***** Study material

//! Binary TCP control channel for a live streaming session.
//!
//! # Lifecycle
//!
//! ```text
//! 1. ControlStream::connect(host, events)        Disconnected
//! 2. stream.start()                              Handshaking → Established
//!       ├─ HELLO, CONFIG, keepalive ping/pong, probe
//!       └─ spawns the 3 s heartbeat task
//! 3. stream.start_jitter_packets()               (once streaming begins)
//! 4. stream.request_resync()                     (decoder lost sync)
//! 5. stream.abort()                              Aborting → Closed
//! ```
//!
//! Heartbeat and jitter run as independent background tasks; either one's
//! I/O failure tears the session down and is reported once over the event
//! channel for the owning session controller to handle. Nothing is retried
//! locally.

pub mod packet;

use std::sync::atomic::{AtomicBool, AtomicU32, Ordering};
use std::sync::{Arc, Mutex as StdMutex};
use std::time::Duration;

use thiserror::Error;
use tokio::io::AsyncWriteExt;
use tokio::net::tcp::{OwnedReadHalf, OwnedWriteHalf};
use tokio::net::TcpStream;
use tokio::sync::{mpsc, Mutex};
use tokio::task::JoinHandle;
use tokio::time::timeout;
use tracing::{debug, info, warn};

use packet::{
    config_payload, read_packet, write_packet, CtlPacket, HELLO_PAYLOAD, PTYPE_CONFIG,
    PTYPE_HEARTBEAT, PTYPE_HELLO, PTYPE_JITTER, PTYPE_KEEPALIVE, PTYPE_PROBE, PTYPE_RESYNC,
};

pub const CONTROL_PORT: u16 = 47995;
pub const CONTROL_TIMEOUT: Duration = Duration::from_secs(5);

const HEARTBEAT_INTERVAL: Duration = Duration::from_secs(3);
const JITTER_INTERVAL: Duration = Duration::from_millis(100);

// MARK: - ControlError

#[derive(Error, Debug)]
pub enum ControlError {
    #[error("socket closed prematurely")]
    SocketClosed,

    #[error("Timeout after {ms}ms")]
    Timeout { ms: u64 },

    #[error("I/O error: {0}")]
    Io(#[from] std::io::Error),
}

// MARK: - ControlEvent

/// Events reported to the owning session controller.
#[derive(Debug)]
pub enum ControlEvent {
    /// A background task hit a fatal I/O error; the session is gone.
    ConnectionTerminated(ControlError),
}

// MARK: - ControlState

#[derive(Debug, Clone, Copy, PartialEq, Eq)]
pub enum ControlState {
    Disconnected,
    Handshaking,
    Established,
    Aborting,
    Closed,
}

// MARK: - ControlStream

/// Owns the one TCP socket of a session's control channel.
pub struct ControlStream {
    reader: Arc<Mutex<OwnedReadHalf>>,
    writer: Arc<Mutex<OwnedWriteHalf>>,
    state: Arc<StdMutex<ControlState>>,
    jitter_seq: Arc<AtomicU32>,
    aborting: Arc<AtomicBool>,
    heartbeat_task: StdMutex<Option<JoinHandle<()>>>,
    jitter_task: StdMutex<Option<JoinHandle<()>>>,
    events: mpsc::Sender<ControlEvent>,
}

impl ControlStream {
    /// Open the control socket to `host:port` (port 0 selects the default).
    pub async fn connect(
        host: &str,
        port: u16,
        events: mpsc::Sender<ControlEvent>,
    ) -> Result<Self, ControlError> {
        let port = if port != 0 { port } else { CONTROL_PORT };
        let stream = timeout(CONTROL_TIMEOUT, TcpStream::connect((host, port)))
            .await
            .map_err(|_| ControlError::Timeout {
                ms: CONTROL_TIMEOUT.as_millis() as u64,
            })??;
        stream.set_nodelay(true)?;
        info!("Control channel connected to {host}:{port}");

        let (reader, writer) = stream.into_split();
        Ok(Self {
            reader: Arc::new(Mutex::new(reader)),
            writer: Arc::new(Mutex::new(writer)),
            state: Arc::new(StdMutex::new(ControlState::Disconnected)),
            jitter_seq: Arc::new(AtomicU32::new(0)),
            aborting: Arc::new(AtomicBool::new(false)),
            heartbeat_task: StdMutex::new(None),
            jitter_task: StdMutex::new(None),
            events,
        })
    }

    pub fn state(&self) -> ControlState {
        *self.state.lock().expect("control state lock")
    }

    fn set_state(&self, state: ControlState) {
        *self.state.lock().expect("control state lock") = state;
    }

    // ── Handshake ─────────────────────────────────────────────────────────────

    /// Run the handshake and start the heartbeat task.
    pub async fn start(&self) -> Result<(), ControlError> {
        self.set_state(ControlState::Handshaking);

        {
            let mut writer = self.writer.lock().await;
            let mut reader = self.reader.lock().await;

            write_packet(&mut *writer, PTYPE_HELLO, 4, &HELLO_PAYLOAD).await?;
            // The CONFIG header declares a length of 4 even though the whole
            // table follows; the host depends on this exact layout.
            write_packet(&mut *writer, PTYPE_CONFIG, 4, &config_payload()).await?;

            write_packet(&mut *writer, PTYPE_KEEPALIVE, 0, &[]).await?;
            let pong = self.read_reply(&mut reader).await?;
            debug!("Keepalive pong: type {:#06x}", pong.ptype);

            write_packet(&mut *writer, PTYPE_PROBE, 0, &[]).await?;
            let probe = self.read_reply(&mut reader).await?;
            debug!("Probe reply: type {:#06x}", probe.ptype);
        }

        self.set_state(ControlState::Established);
        info!("Control handshake complete");

        let writer = Arc::clone(&self.writer);
        let aborting = Arc::clone(&self.aborting);
        let events = self.events.clone();
        let handle = tokio::spawn(async move {
            let mut ticker = tokio::time::interval(HEARTBEAT_INTERVAL);
            loop {
                ticker.tick().await;
                let result = {
                    let mut writer = writer.lock().await;
                    write_packet(&mut *writer, PTYPE_HEARTBEAT, 0, &[]).await
                };
                if let Err(e) = result {
                    report_terminated(&aborting, &events, ControlError::Io(e)).await;
                    return;
                }
            }
        });
        *self.heartbeat_task.lock().expect("heartbeat task lock") = Some(handle);

        Ok(())
    }

    // ── Jitter ────────────────────────────────────────────────────────────────

    /// Start the 100 ms jitter-probe task. Called once streaming actually
    /// begins; the handshake heartbeat alone keeps the channel alive before
    /// that.
    pub fn start_jitter_packets(&self) {
        let writer = Arc::clone(&self.writer);
        let seq = Arc::clone(&self.jitter_seq);
        let aborting = Arc::clone(&self.aborting);
        let events = self.events.clone();

        let handle = tokio::spawn(async move {
            let mut ticker = tokio::time::interval(JITTER_INTERVAL);
            loop {
                ticker.tick().await;

                let mut payload = [0u8; 16];
                payload[4..8].copy_from_slice(&77u32.to_le_bytes());
                payload[8..12].copy_from_slice(&888u32.to_le_bytes());
                // Sequence numbers advance by two per probe.
                let next = seq.fetch_add(2, Ordering::SeqCst) + 2;
                payload[12..16].copy_from_slice(&next.to_le_bytes());

                let result = {
                    let mut writer = writer.lock().await;
                    write_packet(&mut *writer, PTYPE_JITTER, 16, &payload).await
                };
                if let Err(e) = result {
                    report_terminated(&aborting, &events, ControlError::Io(e)).await;
                    return;
                }
            }
        });
        *self.jitter_task.lock().expect("jitter task lock") = Some(handle);
    }

    // ── Resync ────────────────────────────────────────────────────────────────

    /// Ask the host for a fresh keyframe and await its acknowledgement.
    ///
    /// Triggered by the decoder layer when it detects unrecoverable loss;
    /// this is an expected control message, not an error path. The payload is
    /// two 8-byte fields, currently a full-range marker.
    pub async fn request_resync(&self) -> Result<CtlPacket, ControlError> {
        info!("Requesting IDR frame");

        let mut payload = [0u8; 16];
        payload[8..16].copy_from_slice(&0xFFFFu64.to_le_bytes());

        let mut writer = self.writer.lock().await;
        let mut reader = self.reader.lock().await;
        write_packet(&mut *writer, PTYPE_RESYNC, 16, &payload).await?;
        self.read_reply(&mut reader).await
    }

    async fn read_reply(&self, reader: &mut OwnedReadHalf) -> Result<CtlPacket, ControlError> {
        timeout(CONTROL_TIMEOUT, read_packet(reader))
            .await
            .map_err(|_| ControlError::Timeout {
                ms: CONTROL_TIMEOUT.as_millis() as u64,
            })?
    }

    // ── Abort ─────────────────────────────────────────────────────────────────

    /// Tear the session down: stop both background tasks and close the
    /// socket. Safe to call any number of times; only the first does work.
    pub async fn abort(&self) {
        if self.aborting.swap(true, Ordering::SeqCst) {
            return;
        }
        self.set_state(ControlState::Aborting);

        if let Some(task) = self.jitter_task.lock().expect("jitter task lock").take() {
            task.abort();
        }
        if let Some(task) = self.heartbeat_task.lock().expect("heartbeat task lock").take() {
            task.abort();
        }

        if let Err(e) = self.writer.lock().await.shutdown().await {
            debug!("Control socket shutdown: {e}");
        }
        self.set_state(ControlState::Closed);
        info!("Control channel closed");
    }
}

/// Report a fatal task error upward exactly once — and not at all when it is
/// our own abort tearing the socket out from under the task.
async fn report_terminated(
    aborting: &AtomicBool,
    events: &mpsc::Sender<ControlEvent>,
    error: ControlError,
) {
    if aborting.load(Ordering::SeqCst) {
        return;
    }
    warn!("Control task failed: {error}");
    if events
        .send(ControlEvent::ConnectionTerminated(error))
        .await
        .is_err()
    {
        debug!("Session owner is gone; dropping termination report");
    }
}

**********

Only the lines from the one with "under the task." through the final line above belong in the answer, each retyped exactly.

/// our own abort tearing the socket out from under the task.
async fn report_terminated(
    aborting: &AtomicBool,
    events: &mpsc::Sender<ControlEvent>,
    error: ControlError,
) {
    if aborting.load(Ordering::SeqCst) {
        return;
    }
    warn!("Control task failed: {error}");
    if events
        .send(ControlEvent::ConnectionTerminated(error))
        .await
        .is_err()
    {
        debug!("Session owner is gone; dropping termination report");
    }
}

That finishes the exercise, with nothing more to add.